*** Opening Listed records ***
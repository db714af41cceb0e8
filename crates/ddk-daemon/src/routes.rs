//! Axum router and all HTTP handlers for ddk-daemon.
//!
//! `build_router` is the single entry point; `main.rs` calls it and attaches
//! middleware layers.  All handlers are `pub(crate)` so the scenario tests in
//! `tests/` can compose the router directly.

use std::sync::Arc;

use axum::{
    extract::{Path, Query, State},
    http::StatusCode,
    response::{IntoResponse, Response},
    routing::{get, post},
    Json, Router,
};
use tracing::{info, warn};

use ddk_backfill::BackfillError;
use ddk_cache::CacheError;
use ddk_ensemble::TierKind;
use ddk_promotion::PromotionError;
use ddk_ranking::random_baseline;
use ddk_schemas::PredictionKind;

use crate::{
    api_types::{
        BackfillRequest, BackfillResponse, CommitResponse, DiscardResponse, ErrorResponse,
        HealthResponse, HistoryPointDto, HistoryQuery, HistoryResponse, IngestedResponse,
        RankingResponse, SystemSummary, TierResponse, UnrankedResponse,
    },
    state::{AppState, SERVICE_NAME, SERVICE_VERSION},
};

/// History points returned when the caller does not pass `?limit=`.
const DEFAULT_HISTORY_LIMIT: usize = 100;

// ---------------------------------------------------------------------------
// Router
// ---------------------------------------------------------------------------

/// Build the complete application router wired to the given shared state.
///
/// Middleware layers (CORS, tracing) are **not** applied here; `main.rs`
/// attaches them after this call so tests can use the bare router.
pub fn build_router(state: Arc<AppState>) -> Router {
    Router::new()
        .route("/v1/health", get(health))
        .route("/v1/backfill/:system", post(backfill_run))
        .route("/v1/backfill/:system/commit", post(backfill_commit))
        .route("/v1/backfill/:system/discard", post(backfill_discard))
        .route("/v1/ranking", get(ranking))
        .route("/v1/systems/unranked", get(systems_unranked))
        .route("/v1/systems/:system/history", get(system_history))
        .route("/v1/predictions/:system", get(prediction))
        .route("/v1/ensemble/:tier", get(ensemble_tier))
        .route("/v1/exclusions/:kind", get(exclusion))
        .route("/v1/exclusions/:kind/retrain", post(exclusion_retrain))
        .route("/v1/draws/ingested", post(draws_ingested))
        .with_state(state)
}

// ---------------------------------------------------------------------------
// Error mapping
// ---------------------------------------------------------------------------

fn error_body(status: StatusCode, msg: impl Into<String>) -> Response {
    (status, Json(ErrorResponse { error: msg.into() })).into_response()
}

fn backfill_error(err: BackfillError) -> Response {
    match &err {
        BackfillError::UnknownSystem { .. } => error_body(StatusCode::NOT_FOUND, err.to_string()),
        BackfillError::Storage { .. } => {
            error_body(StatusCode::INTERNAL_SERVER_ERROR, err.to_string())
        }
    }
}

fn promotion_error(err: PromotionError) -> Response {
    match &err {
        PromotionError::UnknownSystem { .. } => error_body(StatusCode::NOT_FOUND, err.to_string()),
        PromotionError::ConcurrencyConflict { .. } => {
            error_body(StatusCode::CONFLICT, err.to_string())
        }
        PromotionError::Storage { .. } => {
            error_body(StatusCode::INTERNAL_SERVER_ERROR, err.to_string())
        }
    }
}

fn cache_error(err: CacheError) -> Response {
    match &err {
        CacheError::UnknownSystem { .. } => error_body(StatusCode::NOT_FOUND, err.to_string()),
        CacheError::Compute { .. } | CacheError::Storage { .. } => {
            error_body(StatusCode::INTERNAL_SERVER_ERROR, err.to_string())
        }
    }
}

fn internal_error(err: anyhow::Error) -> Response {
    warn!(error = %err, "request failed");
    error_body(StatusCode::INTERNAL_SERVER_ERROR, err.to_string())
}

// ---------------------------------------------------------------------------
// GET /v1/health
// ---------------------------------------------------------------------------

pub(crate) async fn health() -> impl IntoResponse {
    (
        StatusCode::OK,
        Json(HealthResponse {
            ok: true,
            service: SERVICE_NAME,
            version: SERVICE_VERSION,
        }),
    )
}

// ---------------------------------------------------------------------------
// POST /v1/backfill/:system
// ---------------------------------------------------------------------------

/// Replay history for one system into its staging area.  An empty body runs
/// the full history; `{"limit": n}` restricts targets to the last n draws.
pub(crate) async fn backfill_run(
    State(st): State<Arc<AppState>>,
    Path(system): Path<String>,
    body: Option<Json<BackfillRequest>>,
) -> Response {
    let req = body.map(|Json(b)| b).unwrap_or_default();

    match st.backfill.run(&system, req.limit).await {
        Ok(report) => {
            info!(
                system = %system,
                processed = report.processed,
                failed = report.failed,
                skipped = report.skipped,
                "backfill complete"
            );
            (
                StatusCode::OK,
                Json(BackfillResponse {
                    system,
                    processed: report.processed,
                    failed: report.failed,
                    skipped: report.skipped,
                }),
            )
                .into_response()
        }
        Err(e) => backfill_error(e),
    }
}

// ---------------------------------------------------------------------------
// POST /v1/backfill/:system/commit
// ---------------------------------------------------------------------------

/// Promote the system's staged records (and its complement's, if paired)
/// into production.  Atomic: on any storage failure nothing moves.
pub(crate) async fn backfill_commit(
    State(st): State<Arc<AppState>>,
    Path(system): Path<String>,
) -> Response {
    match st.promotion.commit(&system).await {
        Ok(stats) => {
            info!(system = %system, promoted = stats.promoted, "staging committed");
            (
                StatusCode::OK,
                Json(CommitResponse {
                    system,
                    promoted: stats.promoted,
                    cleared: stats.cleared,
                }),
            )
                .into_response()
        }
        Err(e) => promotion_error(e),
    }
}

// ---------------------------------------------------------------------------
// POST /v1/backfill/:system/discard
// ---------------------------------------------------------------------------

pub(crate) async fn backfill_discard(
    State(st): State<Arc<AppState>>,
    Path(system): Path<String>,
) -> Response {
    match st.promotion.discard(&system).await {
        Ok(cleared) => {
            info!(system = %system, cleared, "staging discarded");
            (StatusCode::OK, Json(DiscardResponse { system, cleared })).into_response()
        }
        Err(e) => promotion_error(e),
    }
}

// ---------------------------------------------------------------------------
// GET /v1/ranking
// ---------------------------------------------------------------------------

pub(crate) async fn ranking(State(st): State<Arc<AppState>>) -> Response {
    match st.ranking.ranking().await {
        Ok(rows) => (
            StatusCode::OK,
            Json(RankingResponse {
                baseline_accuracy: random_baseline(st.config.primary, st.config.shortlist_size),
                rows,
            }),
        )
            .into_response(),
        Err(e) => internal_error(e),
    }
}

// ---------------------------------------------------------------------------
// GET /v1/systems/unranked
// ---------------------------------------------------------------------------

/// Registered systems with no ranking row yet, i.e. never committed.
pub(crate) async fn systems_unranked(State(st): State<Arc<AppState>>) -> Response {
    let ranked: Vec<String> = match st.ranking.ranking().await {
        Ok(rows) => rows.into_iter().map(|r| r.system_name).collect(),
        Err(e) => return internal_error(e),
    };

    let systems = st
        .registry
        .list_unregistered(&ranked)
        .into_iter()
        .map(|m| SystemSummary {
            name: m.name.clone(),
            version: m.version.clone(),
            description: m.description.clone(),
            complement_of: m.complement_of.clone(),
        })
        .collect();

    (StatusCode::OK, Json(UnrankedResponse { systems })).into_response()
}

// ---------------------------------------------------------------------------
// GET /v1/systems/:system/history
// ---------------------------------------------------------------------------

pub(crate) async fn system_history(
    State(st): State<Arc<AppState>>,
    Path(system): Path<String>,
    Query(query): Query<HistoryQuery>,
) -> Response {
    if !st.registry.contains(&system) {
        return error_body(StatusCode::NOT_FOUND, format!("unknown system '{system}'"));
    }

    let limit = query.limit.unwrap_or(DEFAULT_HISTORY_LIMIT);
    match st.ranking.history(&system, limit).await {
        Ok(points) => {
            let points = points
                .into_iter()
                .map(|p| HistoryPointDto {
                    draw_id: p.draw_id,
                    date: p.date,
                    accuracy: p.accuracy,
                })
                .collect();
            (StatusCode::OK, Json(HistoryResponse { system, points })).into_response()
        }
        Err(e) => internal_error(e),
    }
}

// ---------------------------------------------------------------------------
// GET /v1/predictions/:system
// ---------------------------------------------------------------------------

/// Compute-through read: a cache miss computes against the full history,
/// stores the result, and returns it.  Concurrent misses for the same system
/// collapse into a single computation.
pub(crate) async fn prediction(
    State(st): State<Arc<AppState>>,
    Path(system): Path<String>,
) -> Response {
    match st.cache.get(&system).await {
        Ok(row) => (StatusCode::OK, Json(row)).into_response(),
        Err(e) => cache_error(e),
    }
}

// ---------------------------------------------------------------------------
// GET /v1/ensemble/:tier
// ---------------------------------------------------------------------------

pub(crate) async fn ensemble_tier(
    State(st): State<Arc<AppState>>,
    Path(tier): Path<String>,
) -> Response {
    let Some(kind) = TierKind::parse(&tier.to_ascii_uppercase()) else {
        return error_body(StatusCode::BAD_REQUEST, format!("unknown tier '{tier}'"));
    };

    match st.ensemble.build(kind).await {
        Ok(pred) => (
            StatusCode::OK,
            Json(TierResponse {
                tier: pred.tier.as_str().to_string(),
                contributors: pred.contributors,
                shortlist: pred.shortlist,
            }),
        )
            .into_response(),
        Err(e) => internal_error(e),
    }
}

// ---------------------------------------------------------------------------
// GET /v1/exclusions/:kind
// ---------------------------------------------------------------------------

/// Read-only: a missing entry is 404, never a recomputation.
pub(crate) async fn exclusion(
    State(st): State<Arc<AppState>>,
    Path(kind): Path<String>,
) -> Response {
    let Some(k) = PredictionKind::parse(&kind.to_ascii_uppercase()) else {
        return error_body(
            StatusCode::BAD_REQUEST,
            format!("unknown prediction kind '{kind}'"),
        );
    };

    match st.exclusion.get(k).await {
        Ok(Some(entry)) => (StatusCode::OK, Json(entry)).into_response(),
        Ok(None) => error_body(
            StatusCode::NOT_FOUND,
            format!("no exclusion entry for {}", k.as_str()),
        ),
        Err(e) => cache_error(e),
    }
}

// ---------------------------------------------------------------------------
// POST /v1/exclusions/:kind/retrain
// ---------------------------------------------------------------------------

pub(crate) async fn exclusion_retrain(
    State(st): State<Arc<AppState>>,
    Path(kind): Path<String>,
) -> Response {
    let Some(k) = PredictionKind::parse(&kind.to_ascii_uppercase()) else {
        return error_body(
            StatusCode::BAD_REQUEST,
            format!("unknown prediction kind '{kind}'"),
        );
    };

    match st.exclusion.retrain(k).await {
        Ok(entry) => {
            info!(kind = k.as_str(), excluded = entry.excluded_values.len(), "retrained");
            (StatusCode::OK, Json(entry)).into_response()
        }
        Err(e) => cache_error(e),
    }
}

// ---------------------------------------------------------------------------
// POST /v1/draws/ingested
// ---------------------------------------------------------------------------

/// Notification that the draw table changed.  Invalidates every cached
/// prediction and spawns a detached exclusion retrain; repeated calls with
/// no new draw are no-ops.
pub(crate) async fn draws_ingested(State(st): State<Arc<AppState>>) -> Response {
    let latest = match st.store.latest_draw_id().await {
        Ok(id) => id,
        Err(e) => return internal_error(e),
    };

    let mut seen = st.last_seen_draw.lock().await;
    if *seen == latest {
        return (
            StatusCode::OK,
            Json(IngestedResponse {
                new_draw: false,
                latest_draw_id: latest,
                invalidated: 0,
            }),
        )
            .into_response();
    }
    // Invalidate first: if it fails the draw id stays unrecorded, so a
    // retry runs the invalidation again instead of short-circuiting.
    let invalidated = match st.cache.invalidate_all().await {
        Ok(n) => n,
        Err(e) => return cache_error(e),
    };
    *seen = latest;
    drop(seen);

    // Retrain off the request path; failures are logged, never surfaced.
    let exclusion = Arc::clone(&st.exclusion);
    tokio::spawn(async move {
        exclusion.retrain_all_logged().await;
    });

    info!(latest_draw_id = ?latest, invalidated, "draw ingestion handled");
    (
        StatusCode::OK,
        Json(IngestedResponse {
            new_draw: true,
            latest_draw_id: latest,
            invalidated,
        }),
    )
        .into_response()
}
*** Closing Listed records ***
*** Opening Listed records ***
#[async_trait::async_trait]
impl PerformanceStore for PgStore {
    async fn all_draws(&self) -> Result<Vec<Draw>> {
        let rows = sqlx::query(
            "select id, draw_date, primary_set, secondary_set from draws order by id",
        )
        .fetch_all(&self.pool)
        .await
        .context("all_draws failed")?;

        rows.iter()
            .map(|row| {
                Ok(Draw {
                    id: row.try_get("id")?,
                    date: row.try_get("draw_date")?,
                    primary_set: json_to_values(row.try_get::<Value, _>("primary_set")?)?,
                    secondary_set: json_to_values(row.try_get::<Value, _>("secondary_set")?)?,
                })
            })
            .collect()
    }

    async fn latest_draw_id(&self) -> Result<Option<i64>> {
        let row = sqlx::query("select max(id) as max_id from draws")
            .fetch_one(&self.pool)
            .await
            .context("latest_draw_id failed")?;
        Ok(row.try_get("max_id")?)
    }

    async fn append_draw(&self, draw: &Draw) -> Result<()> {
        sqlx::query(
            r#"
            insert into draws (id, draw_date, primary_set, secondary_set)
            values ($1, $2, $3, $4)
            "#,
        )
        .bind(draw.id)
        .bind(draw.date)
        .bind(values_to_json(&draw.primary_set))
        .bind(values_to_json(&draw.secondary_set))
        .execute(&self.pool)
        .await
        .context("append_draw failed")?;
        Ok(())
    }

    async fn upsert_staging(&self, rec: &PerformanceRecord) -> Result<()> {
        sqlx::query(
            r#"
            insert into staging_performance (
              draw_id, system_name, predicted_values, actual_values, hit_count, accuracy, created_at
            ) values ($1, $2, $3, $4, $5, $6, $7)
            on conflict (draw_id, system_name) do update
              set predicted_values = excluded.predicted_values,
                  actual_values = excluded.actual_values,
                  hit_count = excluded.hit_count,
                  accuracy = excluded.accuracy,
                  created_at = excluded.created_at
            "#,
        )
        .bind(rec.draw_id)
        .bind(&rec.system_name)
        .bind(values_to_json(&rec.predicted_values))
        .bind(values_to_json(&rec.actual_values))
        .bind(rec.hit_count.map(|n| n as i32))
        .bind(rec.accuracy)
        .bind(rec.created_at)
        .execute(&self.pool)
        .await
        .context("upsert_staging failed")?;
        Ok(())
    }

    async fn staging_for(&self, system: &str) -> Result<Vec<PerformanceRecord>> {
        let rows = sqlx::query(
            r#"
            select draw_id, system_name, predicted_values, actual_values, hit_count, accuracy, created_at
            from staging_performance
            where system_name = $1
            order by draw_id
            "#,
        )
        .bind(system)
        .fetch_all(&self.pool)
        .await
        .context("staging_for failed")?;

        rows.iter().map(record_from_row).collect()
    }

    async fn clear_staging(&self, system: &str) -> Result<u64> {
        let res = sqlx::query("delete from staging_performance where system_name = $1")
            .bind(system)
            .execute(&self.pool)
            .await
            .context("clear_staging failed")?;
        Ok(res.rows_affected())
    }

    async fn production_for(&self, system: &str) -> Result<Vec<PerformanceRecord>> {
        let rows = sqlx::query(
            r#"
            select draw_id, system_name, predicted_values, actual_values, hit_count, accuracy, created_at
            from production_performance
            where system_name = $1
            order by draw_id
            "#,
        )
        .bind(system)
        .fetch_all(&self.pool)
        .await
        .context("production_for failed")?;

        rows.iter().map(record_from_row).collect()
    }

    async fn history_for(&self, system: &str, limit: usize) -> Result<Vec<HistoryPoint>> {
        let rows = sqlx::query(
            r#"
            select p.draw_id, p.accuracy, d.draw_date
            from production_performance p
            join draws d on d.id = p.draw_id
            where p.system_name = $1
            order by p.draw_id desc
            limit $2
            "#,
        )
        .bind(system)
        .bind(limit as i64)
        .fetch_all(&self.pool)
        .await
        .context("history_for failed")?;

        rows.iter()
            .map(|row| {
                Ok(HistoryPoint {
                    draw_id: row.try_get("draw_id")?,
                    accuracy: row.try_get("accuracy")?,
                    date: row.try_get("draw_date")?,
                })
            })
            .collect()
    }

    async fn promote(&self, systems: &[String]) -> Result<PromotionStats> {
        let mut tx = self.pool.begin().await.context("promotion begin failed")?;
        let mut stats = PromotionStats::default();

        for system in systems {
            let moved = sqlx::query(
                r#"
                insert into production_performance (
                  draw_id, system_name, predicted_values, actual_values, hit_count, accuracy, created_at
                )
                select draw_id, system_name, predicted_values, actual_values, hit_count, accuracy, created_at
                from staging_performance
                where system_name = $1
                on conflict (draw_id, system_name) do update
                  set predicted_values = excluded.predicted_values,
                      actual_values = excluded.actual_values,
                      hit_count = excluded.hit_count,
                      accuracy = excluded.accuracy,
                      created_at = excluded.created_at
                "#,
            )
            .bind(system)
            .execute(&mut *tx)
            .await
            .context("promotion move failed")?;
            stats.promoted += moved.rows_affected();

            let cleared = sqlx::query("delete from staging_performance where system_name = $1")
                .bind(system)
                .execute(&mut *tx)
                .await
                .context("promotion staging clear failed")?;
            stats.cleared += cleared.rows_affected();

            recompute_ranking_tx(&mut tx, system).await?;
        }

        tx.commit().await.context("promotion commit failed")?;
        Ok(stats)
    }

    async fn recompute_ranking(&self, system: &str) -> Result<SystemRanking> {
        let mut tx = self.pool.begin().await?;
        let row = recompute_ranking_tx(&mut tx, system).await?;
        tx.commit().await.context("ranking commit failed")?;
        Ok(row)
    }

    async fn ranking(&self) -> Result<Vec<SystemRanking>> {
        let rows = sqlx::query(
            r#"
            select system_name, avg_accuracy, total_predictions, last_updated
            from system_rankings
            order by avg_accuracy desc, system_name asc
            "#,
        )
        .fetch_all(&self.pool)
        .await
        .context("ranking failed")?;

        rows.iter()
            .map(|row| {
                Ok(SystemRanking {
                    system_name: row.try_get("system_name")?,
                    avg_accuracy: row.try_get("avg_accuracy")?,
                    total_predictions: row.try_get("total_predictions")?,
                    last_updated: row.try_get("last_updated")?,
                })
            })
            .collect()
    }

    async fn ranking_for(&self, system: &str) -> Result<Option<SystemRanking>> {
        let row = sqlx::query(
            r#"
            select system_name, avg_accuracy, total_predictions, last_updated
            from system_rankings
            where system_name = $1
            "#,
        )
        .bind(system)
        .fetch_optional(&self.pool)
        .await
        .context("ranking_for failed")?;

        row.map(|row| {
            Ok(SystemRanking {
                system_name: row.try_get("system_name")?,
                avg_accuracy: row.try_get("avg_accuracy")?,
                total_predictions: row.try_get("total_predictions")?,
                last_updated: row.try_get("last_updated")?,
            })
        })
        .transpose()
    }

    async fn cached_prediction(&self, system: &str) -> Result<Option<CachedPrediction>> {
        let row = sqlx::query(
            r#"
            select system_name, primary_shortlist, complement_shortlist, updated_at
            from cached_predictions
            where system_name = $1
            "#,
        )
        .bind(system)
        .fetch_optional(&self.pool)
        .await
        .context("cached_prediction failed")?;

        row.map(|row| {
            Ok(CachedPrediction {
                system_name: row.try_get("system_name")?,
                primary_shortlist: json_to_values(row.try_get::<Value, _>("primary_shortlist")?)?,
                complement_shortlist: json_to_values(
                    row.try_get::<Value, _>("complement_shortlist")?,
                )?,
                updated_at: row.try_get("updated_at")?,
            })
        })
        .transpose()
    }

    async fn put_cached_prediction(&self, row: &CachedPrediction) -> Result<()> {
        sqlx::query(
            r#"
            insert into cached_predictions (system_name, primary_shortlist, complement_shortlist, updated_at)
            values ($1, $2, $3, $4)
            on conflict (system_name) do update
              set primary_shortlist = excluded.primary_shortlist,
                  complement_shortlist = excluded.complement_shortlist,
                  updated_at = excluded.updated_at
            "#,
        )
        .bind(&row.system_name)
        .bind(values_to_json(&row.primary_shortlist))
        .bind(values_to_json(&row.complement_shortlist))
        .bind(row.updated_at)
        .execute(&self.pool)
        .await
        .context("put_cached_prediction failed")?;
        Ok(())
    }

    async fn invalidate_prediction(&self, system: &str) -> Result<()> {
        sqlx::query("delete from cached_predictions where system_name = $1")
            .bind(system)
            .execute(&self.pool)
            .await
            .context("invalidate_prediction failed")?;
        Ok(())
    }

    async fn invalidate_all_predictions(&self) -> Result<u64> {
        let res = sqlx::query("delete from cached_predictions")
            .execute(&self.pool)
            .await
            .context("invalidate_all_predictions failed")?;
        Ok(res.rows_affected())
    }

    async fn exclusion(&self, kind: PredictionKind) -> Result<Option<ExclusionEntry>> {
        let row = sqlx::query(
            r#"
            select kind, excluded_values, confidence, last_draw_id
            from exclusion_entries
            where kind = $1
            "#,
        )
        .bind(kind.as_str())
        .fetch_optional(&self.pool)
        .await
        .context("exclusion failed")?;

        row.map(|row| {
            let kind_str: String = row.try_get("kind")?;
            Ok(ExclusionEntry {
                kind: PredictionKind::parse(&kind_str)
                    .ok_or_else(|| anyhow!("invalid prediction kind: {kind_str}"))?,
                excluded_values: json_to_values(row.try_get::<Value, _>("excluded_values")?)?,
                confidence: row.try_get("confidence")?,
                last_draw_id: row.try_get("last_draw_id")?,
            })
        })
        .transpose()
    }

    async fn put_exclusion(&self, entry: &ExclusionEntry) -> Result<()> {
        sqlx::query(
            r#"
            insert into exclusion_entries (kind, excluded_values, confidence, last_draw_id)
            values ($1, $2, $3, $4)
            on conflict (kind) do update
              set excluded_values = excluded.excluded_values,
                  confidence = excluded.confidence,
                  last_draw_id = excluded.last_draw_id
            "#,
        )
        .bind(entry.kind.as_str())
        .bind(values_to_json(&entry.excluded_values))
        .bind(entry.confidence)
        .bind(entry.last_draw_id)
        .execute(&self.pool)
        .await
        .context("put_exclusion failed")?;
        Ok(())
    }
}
*** Closing Listed records ***
*** Opening Listed records ***
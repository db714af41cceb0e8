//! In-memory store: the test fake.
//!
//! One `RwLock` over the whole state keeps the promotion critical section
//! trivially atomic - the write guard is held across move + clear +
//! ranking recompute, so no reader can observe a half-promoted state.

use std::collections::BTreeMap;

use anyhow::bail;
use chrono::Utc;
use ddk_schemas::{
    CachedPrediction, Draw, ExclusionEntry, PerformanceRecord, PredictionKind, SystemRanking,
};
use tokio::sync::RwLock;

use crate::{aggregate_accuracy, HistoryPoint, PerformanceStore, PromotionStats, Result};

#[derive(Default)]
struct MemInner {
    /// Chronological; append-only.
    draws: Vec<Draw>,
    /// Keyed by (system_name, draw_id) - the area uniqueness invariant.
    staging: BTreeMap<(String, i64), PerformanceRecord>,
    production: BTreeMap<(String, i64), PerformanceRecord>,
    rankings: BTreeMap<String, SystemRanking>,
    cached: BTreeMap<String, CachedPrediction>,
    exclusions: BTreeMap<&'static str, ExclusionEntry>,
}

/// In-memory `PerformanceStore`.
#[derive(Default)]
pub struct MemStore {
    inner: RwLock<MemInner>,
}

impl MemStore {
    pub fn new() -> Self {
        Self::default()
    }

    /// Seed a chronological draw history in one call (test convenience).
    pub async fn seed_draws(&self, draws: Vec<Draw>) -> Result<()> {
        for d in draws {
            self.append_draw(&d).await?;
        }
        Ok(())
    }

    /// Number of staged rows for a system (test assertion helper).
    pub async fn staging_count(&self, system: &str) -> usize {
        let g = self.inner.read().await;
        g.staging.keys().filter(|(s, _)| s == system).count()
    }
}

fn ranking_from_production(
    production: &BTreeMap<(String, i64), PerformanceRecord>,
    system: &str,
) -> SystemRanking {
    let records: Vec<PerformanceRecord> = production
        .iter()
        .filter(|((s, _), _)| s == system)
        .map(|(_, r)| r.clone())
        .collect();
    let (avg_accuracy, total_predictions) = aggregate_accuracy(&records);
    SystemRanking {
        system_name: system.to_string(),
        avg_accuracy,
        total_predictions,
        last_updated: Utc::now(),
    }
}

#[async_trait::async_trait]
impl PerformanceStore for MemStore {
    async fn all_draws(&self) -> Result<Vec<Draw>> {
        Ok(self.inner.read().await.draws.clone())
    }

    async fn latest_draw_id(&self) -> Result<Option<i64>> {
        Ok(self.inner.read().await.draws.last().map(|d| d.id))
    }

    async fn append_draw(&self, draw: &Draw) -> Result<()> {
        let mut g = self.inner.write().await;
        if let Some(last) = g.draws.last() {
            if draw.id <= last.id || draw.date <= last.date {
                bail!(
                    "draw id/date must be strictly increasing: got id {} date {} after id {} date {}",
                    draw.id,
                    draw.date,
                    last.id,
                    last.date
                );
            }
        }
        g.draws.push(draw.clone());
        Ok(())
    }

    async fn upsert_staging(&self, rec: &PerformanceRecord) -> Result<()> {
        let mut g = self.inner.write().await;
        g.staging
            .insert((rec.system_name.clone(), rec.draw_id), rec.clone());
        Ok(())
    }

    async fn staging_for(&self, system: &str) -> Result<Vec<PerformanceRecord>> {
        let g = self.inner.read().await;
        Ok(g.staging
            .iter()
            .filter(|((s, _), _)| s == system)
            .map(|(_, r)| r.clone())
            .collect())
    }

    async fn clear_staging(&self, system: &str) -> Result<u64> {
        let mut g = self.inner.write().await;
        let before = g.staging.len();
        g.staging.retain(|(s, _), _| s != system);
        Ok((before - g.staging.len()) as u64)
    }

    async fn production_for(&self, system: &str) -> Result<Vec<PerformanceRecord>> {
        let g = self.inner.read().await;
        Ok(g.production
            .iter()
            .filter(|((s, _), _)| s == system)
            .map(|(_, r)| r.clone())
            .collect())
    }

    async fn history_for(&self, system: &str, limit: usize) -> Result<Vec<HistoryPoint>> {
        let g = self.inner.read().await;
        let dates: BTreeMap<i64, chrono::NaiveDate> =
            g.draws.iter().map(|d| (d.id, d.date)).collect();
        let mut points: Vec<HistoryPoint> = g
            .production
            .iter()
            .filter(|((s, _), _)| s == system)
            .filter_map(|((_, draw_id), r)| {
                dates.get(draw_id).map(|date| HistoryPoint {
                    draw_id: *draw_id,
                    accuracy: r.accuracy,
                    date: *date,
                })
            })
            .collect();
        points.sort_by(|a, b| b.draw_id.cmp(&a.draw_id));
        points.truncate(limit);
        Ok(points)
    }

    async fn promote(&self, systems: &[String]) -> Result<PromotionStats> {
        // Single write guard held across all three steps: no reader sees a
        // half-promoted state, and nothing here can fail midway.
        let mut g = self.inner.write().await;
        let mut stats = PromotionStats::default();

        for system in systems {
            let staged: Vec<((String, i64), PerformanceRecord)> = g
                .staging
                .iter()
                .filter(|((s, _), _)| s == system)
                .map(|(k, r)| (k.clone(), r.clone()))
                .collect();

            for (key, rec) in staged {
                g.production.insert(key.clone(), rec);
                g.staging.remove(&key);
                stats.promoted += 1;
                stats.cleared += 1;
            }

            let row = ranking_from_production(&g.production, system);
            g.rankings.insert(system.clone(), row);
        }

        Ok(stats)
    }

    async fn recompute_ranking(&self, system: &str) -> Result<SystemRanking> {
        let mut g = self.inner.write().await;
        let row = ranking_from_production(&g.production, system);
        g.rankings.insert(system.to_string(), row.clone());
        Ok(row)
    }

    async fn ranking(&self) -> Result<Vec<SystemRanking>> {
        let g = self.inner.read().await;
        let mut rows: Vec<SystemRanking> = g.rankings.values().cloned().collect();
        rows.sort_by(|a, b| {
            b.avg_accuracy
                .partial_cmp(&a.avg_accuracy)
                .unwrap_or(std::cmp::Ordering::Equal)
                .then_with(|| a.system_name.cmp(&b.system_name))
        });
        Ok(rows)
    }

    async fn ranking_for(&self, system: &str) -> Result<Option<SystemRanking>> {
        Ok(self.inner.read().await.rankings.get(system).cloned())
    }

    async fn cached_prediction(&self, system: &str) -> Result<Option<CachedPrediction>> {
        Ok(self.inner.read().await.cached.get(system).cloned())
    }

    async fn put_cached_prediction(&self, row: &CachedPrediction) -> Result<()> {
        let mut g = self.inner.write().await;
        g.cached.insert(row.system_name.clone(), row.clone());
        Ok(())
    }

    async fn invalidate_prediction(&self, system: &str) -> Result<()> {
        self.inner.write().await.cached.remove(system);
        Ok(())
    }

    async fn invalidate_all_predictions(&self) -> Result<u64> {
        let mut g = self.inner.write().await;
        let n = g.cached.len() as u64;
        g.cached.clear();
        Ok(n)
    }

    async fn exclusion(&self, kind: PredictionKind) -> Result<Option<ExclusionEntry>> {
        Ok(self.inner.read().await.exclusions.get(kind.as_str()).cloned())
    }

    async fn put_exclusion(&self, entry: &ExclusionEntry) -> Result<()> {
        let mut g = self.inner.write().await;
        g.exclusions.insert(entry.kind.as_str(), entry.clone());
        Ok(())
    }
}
*** Closing Listed records ***
Nothing is wanted except the number of lines in the entries above that include the word "UnrankedResponse".

2